Арно Шерак смахнул крошки с брюк.
— Не ждал ничего другого от Шарлины, она меня презирает. Она, наверное, растрезвонила про наши с Робером разногласия. Меня подозревают, да? Нет смысла притворяться книготорговцем, господин инспектор. По правде сказать, я очень рад, что этого коварного соблазнителя казнили. Вяжите меня, мне наплевать! И знайте, что его смерть меня только порадовала.
— Нет-нет, вы ошибаетесь, я, правда, книготорговец. Вот моя визитная карточка. Никто вас не подозревает. Шарлина Понти…
— Сучка! — яростно воскликнул Арно Шерак.
— Она испытывает к вам чувства, уверяю. Она просила, чтобы вы подтвердили то, что она рассказала мне.
— О чем еще?
— Она услышала, как Робер Доманси ссорился в своей гримерке с незнакомцем, вы были там?
— Я был в коридоре, она меня оттолкнула.
— Она только претворяет в жизнь изречение Пьера Корнеля: «И желание растет, если осуществление затягивается».
Арно Шерак изволил улыбнуться.
— Вы действительно так считаете?
— Типичная женская тактика. Шарлина Понти оттачивает на вас свое искусство: заставить просить, как о милости, то, что она сама горит желанием вам предложить. Расскажите мне, что вы заметили.

 

Виктор сосредоточенно крутил педали, направляясь к северу столицы. Таким образом он успокаивал нервы после разговора с Арно Шераком. По правде сказать, он был в этом состоянии с тех пор, как Огюстен Вальми его безжалостно отстранил от дела.
«Погоди маленько, старина, если ты решил, что меня обставил, ты попал пальцем в небо: я на корпус впереди тебя».
Он остановился, заскочил в кафе «Дюваль», чтобы согреться, заказал рагу из баранины с репой и графинчик красного. Прежде чем вновь прыгнуть в седло, он позвонил Кэндзи и извинился за внезапный отъезд: горло вдруг заболело, видимо, начинается ангина.
Въезд в Часовой тупик был перегорожен, туда пускали только жителей окрестных домов. Бульвар Рошшуар являл собой печальную картину пейзажа после свадьбы: небольшие группки людей шушукались, стоя на тротуаре. Человек с длинной палкой, на конце которой были губки, переходил улицу и чуть не протаранил Виктора, который едва успел затормозить.

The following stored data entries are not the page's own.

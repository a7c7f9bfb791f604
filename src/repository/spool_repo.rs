// ==========================================
// SpoolRepository - 线盘台账仓储
// ==========================================
// 红线: 只追加, 不提供删除/修改接口
// ==========================================

use crate::domain::spool::Spool;
use crate::domain::types::SpoolType;
use crate::repository::error::{RepositoryError, RepositoryResult};
use rusqlite::{params, Connection};
use std::sync::{Arc, Mutex};

use super::order_repo::parse_datetime;

pub struct SpoolRepository {
    conn: Arc<Mutex<Connection>>,
}

impl SpoolRepository {
    /// 创建新的线盘台账仓储
    pub fn new(conn: Arc<Mutex<Connection>>) -> Self {
        Self { conn }
    }

    /// 获取数据库连接
    fn get_conn(&self) -> RepositoryResult<std::sync::MutexGuard<Connection>> {
        self.conn
            .lock()
            .map_err(|e| RepositoryError::LockError(e.to_string()))
    }

    // ==========================================
    // 写入操作
    // ==========================================

    /// 插入线盘
    ///
    /// 盘号由台账引擎在订单锁内分配; 主键 (order_id, spool_number)
    /// 兜底拦截重复盘号。
    pub fn insert(&self, spool: &Spool) -> RepositoryResult<()> {
        let conn = self.get_conn()?;

        conn.execute(
            r#"INSERT INTO spool (
                order_id, spool_number, naked_weight_kg, length_m,
                diameter_mm, spool_type, created_at
            ) VALUES (?, ?, ?, ?, ?, ?, ?)"#,
            params![
                spool.order_id,
                spool.spool_number,
                spool.naked_weight_kg,
                spool.length_m,
                spool.diameter_mm,
                spool.spool_type.to_db_str(),
                spool.created_at.format("%Y-%m-%d %H:%M:%S").to_string(),
            ],
        )?;

        Ok(())
    }

    // ==========================================
    // 查询操作
    // ==========================================

    /// 查询订单当前最大盘号 (无线盘时返回 None)
    pub fn max_spool_number(&self, order_id: &str) -> RepositoryResult<Option<i32>> {
        let conn = self.get_conn()?;

        let max: Option<i32> = conn.query_row(
            "SELECT MAX(spool_number) FROM spool WHERE order_id = ?",
            params![order_id],
            |row| row.get(0),
        )?;

        Ok(max)
    }

    /// 查询订单的全部线盘 (按盘号升序)
    pub fn list_by_order(&self, order_id: &str) -> RepositoryResult<Vec<Spool>> {
        let conn = self.get_conn()?;

        let mut stmt = conn.prepare(
            r#"SELECT order_id, spool_number, naked_weight_kg, length_m,
                      diameter_mm, spool_type, created_at
               FROM spool
               WHERE order_id = ?
               ORDER BY spool_number"#,
        )?;

        let spools = stmt
            .query_map(params![order_id], |row| Self::map_row(row))?
            .collect::<Result<Vec<Spool>, _>>()?;

        Ok(spools)
    }

    /// 订单线盘数量
    pub fn count_by_order(&self, order_id: &str) -> RepositoryResult<i64> {
        let conn = self.get_conn()?;

        let count: i64 = conn.query_row(
            "SELECT COUNT(*) FROM spool WHERE order_id = ?",
            params![order_id],
            |row| row.get(0),
        )?;

        Ok(count)
    }

    /// 订单裸线总重量 (kg)
    pub fn total_weight_kg(&self, order_id: &str) -> RepositoryResult<f64> {
        let conn = self.get_conn()?;

        let total: Option<f64> = conn.query_row(
            "SELECT SUM(naked_weight_kg) FROM spool WHERE order_id = ?",
            params![order_id],
            |row| row.get(0),
        )?;

        Ok(total.unwrap_or(0.0))
    }

    /// 订单线长总计 (m)
    pub fn total_length_m(&self, order_id: &str) -> RepositoryResult<f64> {
        let conn = self.get_conn()?;

        let total: Option<f64> = conn.query_row(
            "SELECT SUM(length_m) FROM spool WHERE order_id = ?",
            params![order_id],
            |row| row.get(0),
        )?;

        Ok(total.unwrap_or(0.0))
    }

    /// 映射数据库行到 Spool 对象
    fn map_row(row: &rusqlite::Row) -> rusqlite::Result<Spool> {
        let type_str: String = row.get(5)?;
        Ok(Spool {
            order_id: row.get(0)?,
            spool_number: row.get(1)?,
            naked_weight_kg: row.get(2)?,
            length_m: row.get(3)?,
            diameter_mm: row.get(4)?,
            spool_type: SpoolType::from_str(&type_str).ok_or_else(|| {
                rusqlite::Error::FromSqlConversionFailure(
                    5,
                    rusqlite::types::Type::Text,
                    format!("非法线盘类型: {}", type_str).into(),
                )
            })?,
            created_at: parse_datetime(row, 6)?,
        })
    }
}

— Осторожней нельзя? — пробурчал человек с палкой.
— Простите, — ответил Виктор, — я журналист, разыскиваю служащего кабаре «Небытие», того, который нашел тело.
— Рене Кадейлана?
Человек с палкой наклонился и поднял одну из своих губок. Его явно больше заинтересовал велосипед, чем вопрос.

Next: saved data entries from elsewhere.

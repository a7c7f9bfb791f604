// ==========================================
// 线缆生产订单管理系统 - 生产订单领域模型
// ==========================================
// 红线: WorkOrder 仅由生命周期引擎修改
// 红线: 工艺规格在订单离开 PENDING 后不可变更
// ==========================================

use chrono::{NaiveDate, NaiveDateTime};
use serde::{Deserialize, Serialize};

use crate::domain::types::OrderStatus;

// ==========================================
// WorkOrder - 生产订单
// ==========================================
// 对齐: work_order 表
#[derive(Debug, Clone, Serialize, Deserialize)]
pub struct WorkOrder {
    // ===== 主键与引用 =====
    pub order_id: String,    // 订单ID (UUID)
    pub customer_id: String, // 客户引用 (外部实体, 不透明)

    // ===== 产品属性 =====
    pub product_code: String,       // 产品型号 (如 "NYA-1x2.5")
    pub conductor_material: String, // 导体材质 (如 "CU" / "AL")
    pub cross_section_mm2: f64,     // 导体截面积 (mm²)

    // ===== 订货量 =====
    pub total_order_weight_kg: f64, // 订货总重量 (kg)
    pub total_order_length_m: f64,  // 订货总长度 (m)

    // ===== 状态 =====
    pub status: OrderStatus,

    // ===== 日期 =====
    pub order_date: NaiveDate,             // 下单日期
    pub delivery_date: Option<NaiveDate>,  // 交货日期

    // ===== 时间戳 =====
    pub created_at: NaiveDateTime,
    pub updated_at: NaiveDateTime,
}

impl WorkOrder {
    /// 由草稿构造新订单 (初始状态 PENDING)
    ///
    /// # 参数
    /// - `order_id`: 订单ID (通常使用UUID)
    /// - `draft`: 订单草稿
    pub fn from_draft(order_id: String, draft: OrderDraft) -> Self {
        let now = chrono::Utc::now().naive_utc();
        Self {
            order_id,
            customer_id: draft.customer_id,
            product_code: draft.product_code,
            conductor_material: draft.conductor_material,
            cross_section_mm2: draft.cross_section_mm2,
            total_order_weight_kg: draft.total_order_weight_kg,
            total_order_length_m: draft.total_order_length_m,
            status: OrderStatus::Pending,
            order_date: draft.order_date,
            delivery_date: draft.delivery_date,
            created_at: now,
            updated_at: now,
        }
    }
}

// ==========================================
// OrderDraft - 订单草稿
// ==========================================
// 用途: 创建订单时的输入, ID/状态/时间戳由引擎补齐
#[derive(Debug, Clone, Serialize, Deserialize)]
pub struct OrderDraft {
    pub customer_id: String,
    pub product_code: String,
    pub conductor_material: String,
    pub cross_section_mm2: f64,
    pub total_order_weight_kg: f64,
    pub total_order_length_m: f64,
    pub order_date: NaiveDate,
    pub delivery_date: Option<NaiveDate>,
}

// ==========================================
// ProductionSpecification - 工艺规格
// ==========================================
// 与 WorkOrder 一对一; 公差字段仅为描述性元数据, 不作为质量门槛
// 对齐: production_spec 表
#[derive(Debug, Clone, Serialize, Deserialize)]
pub struct ProductionSpecification {
    pub order_id: String,

    // ===== 工艺参数 =====
    pub insulation_thickness_mm: f64, // 绝缘层厚度 (mm)
    pub line_speed_m_per_min: f64,    // 生产线速度 (m/min)

    // ===== 公差 (描述性) =====
    pub diameter_tolerance_mm: f64,  // 外径公差 (mm)
    pub thickness_tolerance_mm: f64, // 壁厚公差 (mm)

    pub notes: Option<String>,
}

impl ProductionSpecification {
    /// 由草稿构造工艺规格
    pub fn from_draft(order_id: String, draft: SpecificationDraft) -> Self {
        Self {
            order_id,
            insulation_thickness_mm: draft.insulation_thickness_mm,
            line_speed_m_per_min: draft.line_speed_m_per_min,
            diameter_tolerance_mm: draft.diameter_tolerance_mm,
            thickness_tolerance_mm: draft.thickness_tolerance_mm,
            notes: draft.notes,
        }
    }
}

// ==========================================
// SpecificationDraft - 工艺规格草稿
// ==========================================
#[derive(Debug, Clone, Serialize, Deserialize)]
pub struct SpecificationDraft {
    pub insulation_thickness_mm: f64,
    pub line_speed_m_per_min: f64,
    pub diameter_tolerance_mm: f64,
    pub thickness_tolerance_mm: f64,
    #[serde(default)]
    pub notes: Option<String>,
}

— Это то, что мне надо, за сколько вы приобрели вашу машинку?
— Я не знаю, это мой патрон покупал. Так что с мсье Кадейланом?

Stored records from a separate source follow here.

// ==========================================
// 线缆生产订单管理系统 - 订单生命周期引擎
// ==========================================
// 职责: 订单状态机与完工门槛
// 红线: WorkOrder 状态仅由本引擎修改
// 红线: 合法转换仅 PENDING→IN_PROGRESS→COMPLETED 与 *→CANCELLED (COMPLETED 除外)
// ==========================================

use std::sync::Arc;

use tracing::{info, warn};

use crate::config::ConfigManager;
use crate::domain::order::{
    OrderDraft, ProductionSpecification, SpecificationDraft, WorkOrder,
};
use crate::domain::types::OrderStatus;
use crate::engine::error::{CoreError, CoreResult};
use crate::engine::order_lock::OrderLockManager;
use crate::repository::error::RepositoryError;
use crate::repository::order_repo::WorkOrderRepository;
use crate::repository::production_log_repo::ProductionLogRepository;

// ==========================================
// OrderLifecycleEngine - 订单生命周期引擎
// ==========================================
pub struct OrderLifecycleEngine {
    order_repo: Arc<WorkOrderRepository>,
    log_repo: Arc<ProductionLogRepository>,
    config_manager: Arc<ConfigManager>,
    locks: OrderLockManager,
}

impl OrderLifecycleEngine {
    /// 创建新的生命周期引擎
    pub fn new(
        order_repo: Arc<WorkOrderRepository>,
        log_repo: Arc<ProductionLogRepository>,
        config_manager: Arc<ConfigManager>,
        locks: OrderLockManager,
    ) -> Self {
        Self {
            order_repo,
            log_repo,
            config_manager,
            locks,
        }
    }

    // ==========================================
    // 参数校验
    // ==========================================

    /// 校验正数字段 (拒绝 NaN/无穷大/非正数)
    fn require_positive(field: &str, value: f64) -> CoreResult<()> {
        if !value.is_finite() || value <= 0.0 {
            return Err(CoreError::InvalidAttributes(format!(
                "{} 必须为正数, 实际为 {}",
                field, value
            )));
        }
        Ok(())
    }

    /// 校验订单草稿
    fn validate_order_draft(draft: &OrderDraft) -> CoreResult<()> {
        if draft.customer_id.trim().is_empty() {
            return Err(CoreError::InvalidAttributes(
                "客户引用不能为空".to_string(),
            ));
        }
        if draft.product_code.trim().is_empty() {
            return Err(CoreError::InvalidAttributes(
                "产品型号不能为空".to_string(),
            ));
        }
        Self::require_positive("cross_section_mm2", draft.cross_section_mm2)?;
        Self::require_positive("total_order_weight_kg", draft.total_order_weight_kg)?;
        Self::require_positive("total_order_length_m", draft.total_order_length_m)?;
        Ok(())
    }

    /// 校验工艺规格草稿
    ///
    /// 公差字段仅为描述性元数据, 但数值本身必须有效。
    fn validate_specification(draft: &SpecificationDraft) -> CoreResult<()> {
        Self::require_positive("insulation_thickness_mm", draft.insulation_thickness_mm)?;
        Self::require_positive("line_speed_m_per_min", draft.line_speed_m_per_min)?;
        Self::require_positive("diameter_tolerance_mm", draft.diameter_tolerance_mm)?;
        Self::require_positive("thickness_tolerance_mm", draft.thickness_tolerance_mm)?;
        Ok(())
    }

    // ==========================================
    // 内部辅助
    // ==========================================

    /// 按ID加载订单, 不存在时返回 OrderNotFound
    fn load_order(&self, order_id: &str) -> CoreResult<WorkOrder> {
        self.order_repo
            .find_by_id(order_id)?
            .ok_or_else(|| CoreError::OrderNotFound(order_id.to_string()))
    }

    /// 完工门槛比例 (config_kv: completion_threshold_ratio, 默认 1.0)
    fn completion_threshold_ratio(&self) -> CoreResult<f64> {
        let ratio = self
            .config_manager
            .completion_threshold_ratio()
            .map_err(RepositoryError::from)?;
        Ok(ratio)
    }

    // ==========================================
    // 状态机操作
    // ==========================================

    /// 创建订单 (初始状态 PENDING, 线盘数为 0)
    ///
    /// # 参数
    /// - `draft`: 订单草稿
    /// - `spec_draft`: 工艺规格草稿 (与订单一对一, 同一事务写入)
    ///
    /// # 返回
    /// - `Ok(order)`: 新订单
    /// - `Err(CoreError::InvalidAttributes)`: 草稿校验失败
    pub fn create_order(
        &self,
        draft: OrderDraft,
        spec_draft: SpecificationDraft,
    ) -> CoreResult<WorkOrder> {
        Self::validate_order_draft(&draft)?;
        Self::validate_specification(&spec_draft)?;

        let order_id = uuid::Uuid::new_v4().to_string();
        let order = WorkOrder::from_draft(order_id.clone(), draft);
        let spec = ProductionSpecification::from_draft(order_id, spec_draft);

        self.order_repo.create(&order, &spec)?;

        info!(
            order_id = %order.order_id,
            customer_id = %order.customer_id,
            product_code = %order.product_code,
            total_order_weight_kg = order.total_order_weight_kg,
            "订单已创建"
        );

        Ok(order)
    }

    /// 开工: PENDING → IN_PROGRESS
    ///
    /// # 错误
    /// - `CoreError::InvalidTransition`: 当前状态不是 PENDING
    pub fn start_order(&self, order_id: &str) -> CoreResult<()> {
        let _guard = self.locks.acquire(order_id)?;

        let order = self.load_order(order_id)?;
        if order.status != OrderStatus::Pending {
            warn!(
                order_id = %order_id,
                status = %order.status,
                "开工被拒绝: 订单不在 PENDING 状态"
            );
            return Err(CoreError::InvalidTransition {
                order_id: order_id.to_string(),
                from: order.status,
                to: OrderStatus::InProgress,
            });
        }

        self.order_repo
            .update_status(order_id, OrderStatus::Pending, OrderStatus::InProgress)?;

        info!(order_id = %order_id, "订单已开工");
        Ok(())
    }

    /// 完工: IN_PROGRESS → COMPLETED
    ///
    /// # 完工门槛
    /// 从生产记录仓储取产量汇总, 与
    /// `total_order_weight_kg × completion_threshold_ratio` 比较,
    /// 未达标返回 `IncompleteProduction`, 订单保持 IN_PROGRESS。
    pub fn complete_order(&self, order_id: &str) -> CoreResult<()> {
        let _guard = self.locks.acquire(order_id)?;

        let order = self.load_order(order_id)?;
        if order.status != OrderStatus::InProgress {
            warn!(
                order_id = %order_id,
                status = %order.status,
                "完工被拒绝: 订单不在 IN_PROGRESS 状态"
            );
            return Err(CoreError::InvalidTransition {
                order_id: order_id.to_string(),
                from: order.status,
                to: OrderStatus::Completed,
            });
        }

        let produced_kg = self.log_repo.aggregate_quantity_kg(order_id)?;
        let required_kg = order.total_order_weight_kg * self.completion_threshold_ratio()?;

        if produced_kg < required_kg {
            warn!(
                order_id = %order_id,
                produced_kg,
                required_kg,
                "完工被拒绝: 产量未达门槛"
            );
            return Err(CoreError::IncompleteProduction {
                order_id: order_id.to_string(),
                produced_kg,
                required_kg,
            });
        }

        self.order_repo
            .update_status(order_id, OrderStatus::InProgress, OrderStatus::Completed)?;

        info!(order_id = %order_id, produced_kg, required_kg, "订单已完工");
        Ok(())
    }

    /// 取消: 除 COMPLETED 外任意状态 → CANCELLED (终态)
    ///
    /// # 错误
    /// - `CoreError::InvalidTransition`: 订单已完工或已取消
    pub fn cancel_order(&self, order_id: &str) -> CoreResult<()> {
        let _guard = self.locks.acquire(order_id)?;

        let order = self.load_order(order_id)?;
        if order.status.is_terminal() {
            warn!(
                order_id = %order_id,
                status = %order.status,
                "取消被拒绝: 订单已处于终态"
            );
            return Err(CoreError::InvalidTransition {
                order_id: order_id.to_string(),
                from: order.status,
                to: OrderStatus::Cancelled,
            });
        }

        self.order_repo
            .update_status(order_id, order.status, OrderStatus::Cancelled)?;

        info!(order_id = %order_id, from = %order.status, "订单已取消");
        Ok(())
    }

    /// 更新工艺规格 (仅 PENDING 状态允许)
    ///
    /// # 错误
    /// - `CoreError::SpecificationLocked`: 订单已离开 PENDING
    pub fn update_specification(
        &self,
        order_id: &str,
        spec_draft: SpecificationDraft,
    ) -> CoreResult<ProductionSpecification> {
        Self::validate_specification(&spec_draft)?;

        let _guard = self.locks.acquire(order_id)?;

        let order = self.load_order(order_id)?;
        if order.status != OrderStatus::Pending {
            warn!(
                order_id = %order_id,
                status = %order.status,
                "规格变更被拒绝: 订单已离开 PENDING"
            );
            return Err(CoreError::SpecificationLocked {
                order_id: order_id.to_string(),
                status: order.status,
            });
        }

        let spec = ProductionSpecification::from_draft(order_id.to_string(), spec_draft);
        self.order_repo.update_specification(&spec)?;

        info!(order_id = %order_id, "工艺规格已更新");
        Ok(spec)
    }

    // ==========================================
    // 状态咨询 (供台账与记录引擎调用)
    // ==========================================

    /// 要求订单处于 IN_PROGRESS, 返回订单实体
    ///
    /// 台账与生产记录引擎在各自的订单锁内调用本方法,
    /// 本方法自身不加锁。
    ///
    /// # 错误
    /// - `CoreError::OrderNotStarted`: 订单仍在 PENDING
    /// - `CoreError::OrderClosed`: 订单已完工或已取消
    pub fn require_in_progress(&self, order_id: &str) -> CoreResult<WorkOrder> {
        let order = self.load_order(order_id)?;
        match order.status {
            OrderStatus::InProgress => Ok(order),
            OrderStatus::Pending => Err(CoreError::OrderNotStarted {
                order_id: order_id.to_string(),
                status: order.status,
            }),
            OrderStatus::Completed | OrderStatus::Cancelled => Err(CoreError::OrderClosed {
                order_id: order_id.to_string(),
                status: order.status,
            }),
        }
    }

    /// 查询订单 (不存在时返回 OrderNotFound)
    pub fn get_order(&self, order_id: &str) -> CoreResult<WorkOrder> {
        self.load_order(order_id)
    }
}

— Рене так надоели легавые и репортеры, что он свалил с квартиры. Он квартируется в бакалее Фулон, где работает его цыпочка, это дом 42 по бульвару Клиши. Только молчок! Если он узнает, что это я вас направил туда, он мне уши надерет.

 

Пелажи Фулон довольно прохладно отнеслась к идее Виктора припарковать велосипед в помещении магазина.
— Прислоните его к стене, вот здесь, между капустой и картошкой. Что вам угодно?
— Я бы хотел поговорить с мсье Рене Кадейланом.
— Ну, здесь на гостиная и не переговорная комната, здесь бакалея! Идите внутрь, в подсобное помещение, — сухо сказала она. — Он там увивается вокруг этой фефелы Катрин, хорошо, что хоть Колетт испытывает какую-то тягу к труду!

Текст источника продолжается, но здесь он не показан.